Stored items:
use crate::chat_completions::{ChatCompletion, ChatCompletionRequest, ChatCompletionResponse};
use crate::utils::uri::ensure_no_trailing_slash;
use crate::{Error, Result};
use async_trait::async_trait;
use reqwest::header::{AUTHORIZATION, CONTENT_TYPE, HeaderMap, HeaderValue};
use secrecy::{ExposeSecret, SecretString};

pub const OPENAI_BASE_URL: &str = "https://api.openai.com/v1";

/// OpenAI-compatible chat completions client.
///
/// The bearer header is built once in [`ClientBuilder::build`], so a
/// credential that cannot be sent over HTTP is rejected before any request.
#[derive(Debug, Clone)]
pub struct Client {
    http_client: reqwest::Client,
    base_url: String,
    headers: HeaderMap,
}

#[derive(Debug, Clone, Default)]
pub struct ClientBuilder {
    http_client: Option<reqwest::Client>,
    base_url: Option<String>,
    api_key: Option<SecretString>,
}

impl ClientBuilder {
    pub fn http_client(&mut self, http_client: reqwest::Client) -> &mut Self {
        self.http_client = Some(http_client);
        self
    }

    pub fn base_url<S: Into<String>>(&mut self, base_url: S) -> &mut Self {
        self.base_url = Some(base_url.into());
        self
    }

    pub fn api_key<S: Into<String>>(&mut self, api_key: S) -> &mut Self {
        self.api_key = Some(SecretString::from(api_key.into()));
        self
    }

    pub fn build(&self) -> Result<Client> {
        let api_key = self.api_key.as_ref().ok_or(Error::MissingApiKey)?;

        let mut authorization =
            HeaderValue::from_str(&format!("Bearer {}", api_key.expose_secret()))
                .map_err(|e| Error::InvalidHeaderValue(AUTHORIZATION.to_string(), e))?;
        authorization.set_sensitive(true);

        let mut headers = HeaderMap::new();
        headers.insert(AUTHORIZATION, authorization);
        headers.insert(CONTENT_TYPE, HeaderValue::from_static("application/json"));

        Ok(Client {
            http_client: self.http_client.clone().unwrap_or_default(),
            base_url: ensure_no_trailing_slash(
                self.base_url.as_deref().unwrap_or(OPENAI_BASE_URL),
            ),
            headers,
        })
    }
}

impl Client {
    pub fn new(api_key: &str) -> Result<Self> {
        Self::from_url(api_key, OPENAI_BASE_URL)
    }

    /// Targets any OpenAI-compatible endpoint, e.g. `http://localhost:11434/v1`.
    pub fn from_url(api_key: &str, base_url: &str) -> Result<Self> {
        ClientBuilder::default()
            .api_key(api_key)
            .base_url(base_url)
            .build()
    }

    pub fn base_url(&self) -> &str {
        &self.base_url
    }
}

#[async_trait]
impl ChatCompletion for Client {
    async fn chat_completions(
        &self,
        request: &ChatCompletionRequest,
    ) -> Result<ChatCompletionResponse> {
        let url = format!("{}/chat/completions", self.base_url);

        tracing::debug!(%url, model = %request.model, "sending chat completion request");

        let response = self
            .http_client
            .post(url)
            .headers(self.headers.clone())
            .json(request)
            .send()
            .await?;

        let status = response.status();
        if !status.is_success() {
            return Err(Error::ApiError {
                status,
                body: response.text().await?,
            });
        }

        let chat_completion_response = response.json::<ChatCompletionResponse>().await?;

        Ok(chat_completion_response)
    }
}

impl super::Client for Client {}

#[cfg(test)]
mod test {
    use super::*;
    use crate::chat_completions::{ChatCompletionMessage, ChatCompletionRequestBuilder};
    use httpmock::prelude::*;
    use serde_json::json;

    fn request(prompt: &str) -> ChatCompletionRequest {
        ChatCompletionRequestBuilder::default()
            .model("gpt-4o-mini")
            .messages(vec![ChatCompletionMessage::User(prompt.into())])
            .build()
            .unwrap()
    }

    #[tokio::test]
    async fn test_chat_completions_sends_bearer_and_body() {
        let server = MockServer::start_async().await;
        let mock = server
            .mock_async(|when, then| {
                when.method(POST)
                    .path("/v1/chat/completions")
                    .header("authorization", "Bearer sk-test")
                    .header("content-type", "application/json")
                    .json_body(json!({
                        "model": "gpt-4o-mini",
                        "messages": [{"role": "user", "content": "Plan a 3-day trip to Rome"}]
                    }));
                then.status(200).json_body(json!({
                    "id": "chatcmpl-1",
                    "object": "chat.completion",
                    "created": 1728000000,
                    "model": "gpt-4o-mini",
                    "choices": [{
                        "index": 0,
                        "message": {"role": "assistant", "content": "Day 1: ..."},
                        "finish_reason": "stop"
                    }]
                }));
            })
            .await;

        let client = Client::from_url("sk-test", &server.url("/v1/")).unwrap();
        let response = client
            .chat_completions(&request("Plan a 3-day trip to Rome"))
            .await
            .unwrap();

        mock.assert_async().await;
        assert_eq!(response.first_content(), Some("Day 1: ..."));
    }

    #[tokio::test]
    async fn test_chat_completions_non_success_status() {
        let server = MockServer::start_async().await;
        let mock = server
            .mock_async(|when, then| {
                when.method(POST).path("/chat/completions");
                then.status(401)
                    .body(r#"{"error":{"message":"Incorrect API key provided"}}"#);
            })
            .await;

        let client = Client::from_url("sk-wrong", &server.base_url()).unwrap();
        let err = client.chat_completions(&request("Hi")).await.unwrap_err();

        mock.assert_hits_async(1).await;
        match err {
            Error::ApiError { status, body } => {
                assert_eq!(status, reqwest::StatusCode::UNAUTHORIZED);
                assert!(body.contains("Incorrect API key"));
            }
            other => panic!("unexpected error: {other:?}"),
        }
    }

    #[tokio::test]
    async fn test_chat_completions_malformed_body() {
        let server = MockServer::start_async().await;
        server
            .mock_async(|when, then| {
                when.method(POST).path("/chat/completions");
                then.status(200).body("not json");
            })
            .await;

        let client = Client::from_url("sk-test", &server.base_url()).unwrap();
        let err = client.chat_completions(&request("Hi")).await.unwrap_err();

        assert!(matches!(err, Error::ReqwestError(_)));
    }

    #[test]
    fn test_unsendable_api_key_is_rejected_at_build() {
        for api_key in ["sk-abc\n", "sk-\r\nX-Injected: 1", "sk-\0"] {
            match Client::new(api_key) {
                Err(Error::InvalidHeaderValue(header, _)) => assert_eq!(header, "authorization"),
                other => panic!("expected InvalidHeaderValue for {api_key:?}, got {other:?}"),
            }
        }
    }

    #[test]
    fn test_builder_requires_api_key() {
        let err = ClientBuilder::default().build().unwrap_err();

        assert!(matches!(err, Error::MissingApiKey));
    }

    #[test]
    fn test_debug_does_not_leak_api_key() {
        let client = Client::new("sk-very-secret").unwrap();

        assert!(!format!("{client:?}").contains("sk-very-secret"));
        assert_eq!(client.base_url(), OPENAI_BASE_URL);
    }
}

• _REQUIRED WORK_: Your task is to retype the entries verbatim, starting with the line that holds "ChatCompletionRequestBuilder::default()" and stopping after the line that holds "async fn test_chat_completions_sends_bearer_and_body()".

• _ANSWER SPACE_:
        ChatCompletionRequestBuilder::default()
            .model("gpt-4o-mini")
            .messages(vec![ChatCompletionMessage::User(prompt.into())])
            .build()
            .unwrap()
    }

    #[tokio::test]
    async fn test_chat_completions_sends_bearer_and_body() {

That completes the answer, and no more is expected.